De rechtbank acht, gelet op de hiervoor genoemde omstandigheden, een taakstraf van 120 uur passend. De rechtbank ziet echter geen aanleiding om een voorwaardelijk strafdeel toe te passen. Verdachte laat zich niet goed begeleiden en komt niet bij afspraken opdagen. Verdachte is eveneens niet op de zitting verschenen waardoor de rechtbank niet heeft kunnen toetsen hoe het daadwerkelijk is gesteld met zijn motivatie om mee te werken aan bijzondere voorwaarden. Gelet hierop acht de rechtbank een toezichtkader niet passend.

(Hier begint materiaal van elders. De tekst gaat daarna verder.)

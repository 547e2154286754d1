//! Bridge between the event bus and the external task-data provider.
//!
//! The worker serves every `FetchByParty` request seen on the bus, caches the
//! returned tasks and broadcasts the completion under the request's
//! correlation key. Requests are served concurrently, so completions for
//! unrelated keys may interleave on the bus.

use std::sync::{Arc, Weak};
use std::time::Duration;

use tokio::sync::broadcast::error::RecvError;
use tokio::task::JoinHandle;

use crate::domain::models::{AccountKey, CorrelationKey, TaskParty};
use crate::domain::ports::TaskDataProvider;

use super::event_bus::{EventBus, EventPayload, EventSeverity, SequenceNumber, UnifiedEvent};
use super::event_factory::tasks_event;
use super::task_cache::TaskCache;

/// Serves fetch requests against a [`TaskDataProvider`].
#[derive(Clone)]
pub struct TasksWorker {
    provider: Arc<dyn TaskDataProvider>,
    cache: Arc<TaskCache>,
    event_bus: Arc<EventBus>,
}

impl TasksWorker {
    pub fn new(
        provider: Arc<dyn TaskDataProvider>,
        cache: Arc<TaskCache>,
        event_bus: Arc<EventBus>,
    ) -> Self {
        Self {
            provider,
            cache,
            event_bus,
        }
    }

    pub fn cache(&self) -> Arc<TaskCache> {
        self.cache.clone()
    }

    /// Start serving requests. Requests published after this returns are seen.
    ///
    /// Spawned tasks hold the bus weakly and stop once it closes.
    pub fn start(&self) -> JoinHandle<()> {
        let mut receiver = self.event_bus.subscribe();
        let responder = Responder {
            provider: self.provider.clone(),
            cache: self.cache.clone(),
            event_bus: Arc::downgrade(&self.event_bus),
        };

        tokio::spawn(async move {
            loop {
                let event = match receiver.recv().await {
                    Ok(event) => event,
                    Err(RecvError::Lagged(n)) => {
                        tracing::warn!(missed = n, "tasks worker lagged, requests were dropped");
                        continue;
                    }
                    Err(RecvError::Closed) => {
                        tracing::info!("event bus closed, stopping tasks worker");
                        break;
                    }
                };

                let EventPayload::FetchByParty { account, party } = event.payload else {
                    continue;
                };
                let Some(key) = event.correlation_key else {
                    tracing::warn!(account = %account, "ignoring fetch request without correlation key");
                    continue;
                };

                let responder = responder.clone();
                tokio::spawn(async move { responder.serve(account, party, key).await });
            }
        })
    }

    /// Request a background refresh under the reserved internal key.
    pub fn refresh_internally(&self, account: AccountKey, party: TaskParty) -> SequenceNumber {
        tracing::debug!(account = %account, party = %party, "requesting internal refresh");
        self.event_bus.publish(internal_request(account, party))
    }

    /// Refresh the requester tasks of `accounts` every `period`, until the bus is dropped.
    pub fn start_background_refresh(
        &self,
        accounts: Vec<AccountKey>,
        period: Duration,
    ) -> JoinHandle<()> {
        let event_bus = Arc::downgrade(&self.event_bus);

        tokio::spawn(async move {
            let mut ticker = tokio::time::interval(period);
            loop {
                ticker.tick().await;
                let Some(bus) = event_bus.upgrade() else {
                    tracing::debug!("event bus dropped, stopping background refresh");
                    break;
                };
                for account in &accounts {
                    bus.publish(internal_request(account.clone(), TaskParty::Requester));
                }
            }
        })
    }
}

fn internal_request(account: AccountKey, party: TaskParty) -> UnifiedEvent {
    tasks_event(
        EventSeverity::Debug,
        Some(CorrelationKey::Internal),
        EventPayload::FetchByParty { account, party },
    )
}

/// Serves one request at a time on behalf of the worker loop.
#[derive(Clone)]
struct Responder {
    provider: Arc<dyn TaskDataProvider>,
    cache: Arc<TaskCache>,
    event_bus: Weak<EventBus>,
}

impl Responder {
    async fn serve(&self, account: AccountKey, party: TaskParty, key: CorrelationKey) {
        tracing::debug!(account = %account, party = %party, key = %key, "serving fetch request");

        let event = match self.provider.fetch_by_party(&account, party).await {
            Ok(tasks) => {
                self.cache.upsert_many(&tasks).await;
                tasks_event(
                    EventSeverity::Info,
                    Some(key),
                    EventPayload::FetchByPartyFulfilled { data: tasks },
                )
            }
            Err(error) => {
                tracing::warn!(account = %account, key = %key, error = %error, "provider fetch failed");
                tasks_event(
                    EventSeverity::Error,
                    Some(key),
                    EventPayload::FetchByPartyRejected { error },
                )
            }
        };

        match self.event_bus.upgrade() {
            Some(bus) => {
                bus.publish(event);
            }
            None => tracing::debug!(key = %key, "event bus dropped before the fetch completed"),
        }
    }
}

9.Toepasselijke wettelijke voorschriften

De op te leggen straf is gegrond op artikel 417 van het Wetboek van Strafrecht en artikelen 2 en 10 van de Opiumwet.
De rechtbank komt op grond van het voorgaande tot de volgende beslissing.

10.Beslissing

Verklaart het onder 1 primair ten laste gelegde niet bewezen en spreekt verdachte daarvan vrij.
Verklaart bewezen dat verdachte het onder 1 subsidiair en onder 2 ten laste gelegde heeft begaan zoals hiervoor in rubriek 5 is vermeld.
Verklaart niet bewezen wat aan verdachte meer of anders is ten laste gelegd dan hiervoor is bewezen verklaard en spreekt verdachte daarvan vrij.
Het bewezen verklaarde levert op:
Ten aanzien van feit 1 subsidiair
schuldheling
Ten aanzien van feit 2
handelen in strijd met het in art. 2 onder C van de Opiumwet gegeven verbod, strafbaar gesteld bij art. 10 lid 1 van de Opiumwet
Verklaart het bewezene strafbaar.
Verklaart verdachte,
[verdachte], daarvoor strafbaar.
Veroordeelt verdachte tot een
taakstraf van 120 uren, met bevel, voor het geval dat de verdachte de taakstraf niet naar behoren heeft verricht, dat vervangende hechtenis zal worden toegepast van 60 dagen.
Dit vonnis is gewezen door
mr. P.L.C.M. Ficq, voorzitter,
mrs. R.C.J. Hamming en Y. Moussaoui, rechters,
in tegenwoordigheid van mr. L.M. Nieuwenhuijs, griffier,
en uitgesproken op de openbare zitting van deze rechtbank van 3 oktober 2019.

Voetnoten

1.Voor zover niet anders vermeld, wordt in de hierna volgende voetnoten telkens verwezen naar bewijsmiddelen die zich in het aan deze zaak ten grondslag liggende dossier bevinden, volgens de in dat dossier toegepaste nummering. Tenzij anders vermeld, gaat het daarbij om processen-verbaal, in de wettelijke vorm opgemaakt door daartoe bevoegde opsporingsambtenaren.
2.p. 11
3.p. 28
4.p. 34
5.p. 34
6.p. 34
7.p. 41 e.v.
8.p. 171 e.v.
9.p. 31 e.v.
10.Ongenummerde rapporten Laboratorium Forensische Opsporing met rapportnrs: 1116N18 en 1115N18.